**Provided records:**
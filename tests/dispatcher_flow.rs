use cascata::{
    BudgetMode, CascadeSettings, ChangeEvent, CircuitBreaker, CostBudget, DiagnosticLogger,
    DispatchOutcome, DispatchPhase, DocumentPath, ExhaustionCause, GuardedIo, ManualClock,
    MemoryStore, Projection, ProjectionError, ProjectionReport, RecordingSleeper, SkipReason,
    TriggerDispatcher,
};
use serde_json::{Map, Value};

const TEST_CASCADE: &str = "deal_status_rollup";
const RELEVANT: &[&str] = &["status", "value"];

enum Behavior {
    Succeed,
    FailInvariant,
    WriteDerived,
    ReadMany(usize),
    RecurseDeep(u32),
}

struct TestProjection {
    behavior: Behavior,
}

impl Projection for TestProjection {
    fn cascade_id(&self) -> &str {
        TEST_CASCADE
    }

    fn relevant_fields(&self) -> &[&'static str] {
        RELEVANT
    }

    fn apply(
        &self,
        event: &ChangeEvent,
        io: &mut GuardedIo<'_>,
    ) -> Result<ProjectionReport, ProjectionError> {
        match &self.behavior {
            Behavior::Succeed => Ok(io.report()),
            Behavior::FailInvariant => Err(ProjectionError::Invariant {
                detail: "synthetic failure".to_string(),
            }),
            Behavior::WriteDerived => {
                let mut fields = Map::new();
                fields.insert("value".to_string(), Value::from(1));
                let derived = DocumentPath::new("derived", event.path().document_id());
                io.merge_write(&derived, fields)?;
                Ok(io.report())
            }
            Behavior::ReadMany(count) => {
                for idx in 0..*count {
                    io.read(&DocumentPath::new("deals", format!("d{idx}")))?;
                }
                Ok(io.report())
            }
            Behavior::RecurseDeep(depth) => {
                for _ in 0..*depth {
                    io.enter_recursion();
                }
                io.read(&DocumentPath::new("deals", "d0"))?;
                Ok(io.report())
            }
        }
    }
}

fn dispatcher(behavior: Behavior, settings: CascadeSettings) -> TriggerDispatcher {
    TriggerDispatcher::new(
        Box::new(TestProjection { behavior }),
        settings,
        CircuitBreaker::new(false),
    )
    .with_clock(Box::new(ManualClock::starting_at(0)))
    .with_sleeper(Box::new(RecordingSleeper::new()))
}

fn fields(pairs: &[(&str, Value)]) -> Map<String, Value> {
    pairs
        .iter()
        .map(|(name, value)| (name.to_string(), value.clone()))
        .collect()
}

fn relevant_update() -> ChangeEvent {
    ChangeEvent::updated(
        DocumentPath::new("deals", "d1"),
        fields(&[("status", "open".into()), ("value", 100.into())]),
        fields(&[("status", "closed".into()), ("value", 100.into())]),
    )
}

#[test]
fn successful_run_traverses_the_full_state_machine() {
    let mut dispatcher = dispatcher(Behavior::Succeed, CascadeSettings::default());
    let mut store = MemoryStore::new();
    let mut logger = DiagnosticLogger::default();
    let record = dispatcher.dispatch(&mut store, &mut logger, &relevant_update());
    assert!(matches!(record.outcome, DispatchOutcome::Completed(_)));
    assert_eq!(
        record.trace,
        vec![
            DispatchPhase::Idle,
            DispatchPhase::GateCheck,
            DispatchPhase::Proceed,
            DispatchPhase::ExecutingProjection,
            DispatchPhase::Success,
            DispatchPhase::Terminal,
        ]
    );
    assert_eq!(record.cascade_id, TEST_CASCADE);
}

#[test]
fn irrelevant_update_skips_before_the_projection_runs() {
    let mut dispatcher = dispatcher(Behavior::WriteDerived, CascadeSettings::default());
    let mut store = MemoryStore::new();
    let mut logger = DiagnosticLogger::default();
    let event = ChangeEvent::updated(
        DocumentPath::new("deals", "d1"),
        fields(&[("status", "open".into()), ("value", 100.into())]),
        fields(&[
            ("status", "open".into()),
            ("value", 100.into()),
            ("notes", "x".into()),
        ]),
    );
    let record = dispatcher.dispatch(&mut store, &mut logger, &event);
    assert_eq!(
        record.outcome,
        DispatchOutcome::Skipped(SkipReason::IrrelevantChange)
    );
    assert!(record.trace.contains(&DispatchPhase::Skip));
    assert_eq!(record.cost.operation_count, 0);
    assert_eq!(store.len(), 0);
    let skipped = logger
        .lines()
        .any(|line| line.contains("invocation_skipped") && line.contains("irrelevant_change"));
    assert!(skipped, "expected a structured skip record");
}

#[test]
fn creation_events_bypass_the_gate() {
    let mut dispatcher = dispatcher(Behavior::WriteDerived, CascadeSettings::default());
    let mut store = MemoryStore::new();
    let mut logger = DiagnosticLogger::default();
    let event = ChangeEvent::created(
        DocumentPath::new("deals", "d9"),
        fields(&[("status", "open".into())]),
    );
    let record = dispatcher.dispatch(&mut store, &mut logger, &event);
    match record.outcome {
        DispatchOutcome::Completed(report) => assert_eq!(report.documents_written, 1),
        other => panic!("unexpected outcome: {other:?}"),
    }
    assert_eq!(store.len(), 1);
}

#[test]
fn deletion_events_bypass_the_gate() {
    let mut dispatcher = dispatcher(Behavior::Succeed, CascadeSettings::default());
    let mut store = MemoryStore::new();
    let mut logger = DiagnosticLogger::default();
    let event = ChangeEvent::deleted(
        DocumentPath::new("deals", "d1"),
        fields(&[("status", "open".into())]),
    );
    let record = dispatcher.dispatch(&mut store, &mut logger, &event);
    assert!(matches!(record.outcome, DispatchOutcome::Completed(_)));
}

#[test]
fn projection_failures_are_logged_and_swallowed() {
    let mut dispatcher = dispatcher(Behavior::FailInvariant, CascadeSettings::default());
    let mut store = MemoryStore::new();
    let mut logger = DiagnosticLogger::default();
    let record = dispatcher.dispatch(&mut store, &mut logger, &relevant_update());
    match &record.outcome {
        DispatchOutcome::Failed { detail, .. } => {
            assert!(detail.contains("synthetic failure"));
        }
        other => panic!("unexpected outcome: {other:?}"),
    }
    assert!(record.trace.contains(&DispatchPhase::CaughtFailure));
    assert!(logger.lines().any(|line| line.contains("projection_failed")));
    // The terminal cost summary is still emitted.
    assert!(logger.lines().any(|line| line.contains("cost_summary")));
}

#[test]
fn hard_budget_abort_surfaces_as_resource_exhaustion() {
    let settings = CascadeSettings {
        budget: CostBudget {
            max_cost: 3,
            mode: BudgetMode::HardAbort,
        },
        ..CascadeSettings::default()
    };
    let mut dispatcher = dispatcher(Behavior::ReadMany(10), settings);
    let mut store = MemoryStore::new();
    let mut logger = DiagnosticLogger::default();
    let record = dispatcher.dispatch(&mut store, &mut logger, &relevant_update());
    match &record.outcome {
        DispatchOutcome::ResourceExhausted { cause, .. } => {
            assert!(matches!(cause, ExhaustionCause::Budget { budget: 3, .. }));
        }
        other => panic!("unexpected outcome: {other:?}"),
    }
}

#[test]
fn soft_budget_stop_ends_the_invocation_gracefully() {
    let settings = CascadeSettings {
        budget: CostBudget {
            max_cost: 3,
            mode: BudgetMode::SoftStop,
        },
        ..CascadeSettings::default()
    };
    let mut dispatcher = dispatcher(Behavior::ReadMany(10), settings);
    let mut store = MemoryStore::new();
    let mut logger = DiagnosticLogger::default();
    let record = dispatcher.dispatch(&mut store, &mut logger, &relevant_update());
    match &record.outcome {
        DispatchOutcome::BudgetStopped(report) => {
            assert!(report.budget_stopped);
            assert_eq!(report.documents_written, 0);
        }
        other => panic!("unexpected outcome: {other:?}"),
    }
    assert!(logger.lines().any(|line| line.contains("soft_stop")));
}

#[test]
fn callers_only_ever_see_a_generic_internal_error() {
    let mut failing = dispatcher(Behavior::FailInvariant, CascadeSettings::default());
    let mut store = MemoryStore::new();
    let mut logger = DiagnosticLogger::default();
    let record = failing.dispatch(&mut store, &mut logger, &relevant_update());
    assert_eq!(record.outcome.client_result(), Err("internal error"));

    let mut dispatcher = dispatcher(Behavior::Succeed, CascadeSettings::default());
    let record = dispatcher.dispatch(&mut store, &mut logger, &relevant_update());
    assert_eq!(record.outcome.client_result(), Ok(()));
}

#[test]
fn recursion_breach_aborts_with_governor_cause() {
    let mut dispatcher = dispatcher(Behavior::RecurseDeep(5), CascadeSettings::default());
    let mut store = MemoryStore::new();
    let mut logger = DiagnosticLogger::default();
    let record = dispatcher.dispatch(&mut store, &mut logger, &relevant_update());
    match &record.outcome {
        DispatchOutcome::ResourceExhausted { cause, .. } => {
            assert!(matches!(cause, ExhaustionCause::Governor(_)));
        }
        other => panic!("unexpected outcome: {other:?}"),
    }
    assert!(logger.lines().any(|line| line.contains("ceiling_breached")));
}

**Problem to work on:**
The expected answer is a copy of every line in the entries that holds the word "synthetic".

**Written response:**
                detail: "synthetic failure".to_string(),
            assert!(detail.contains("synthetic failure"));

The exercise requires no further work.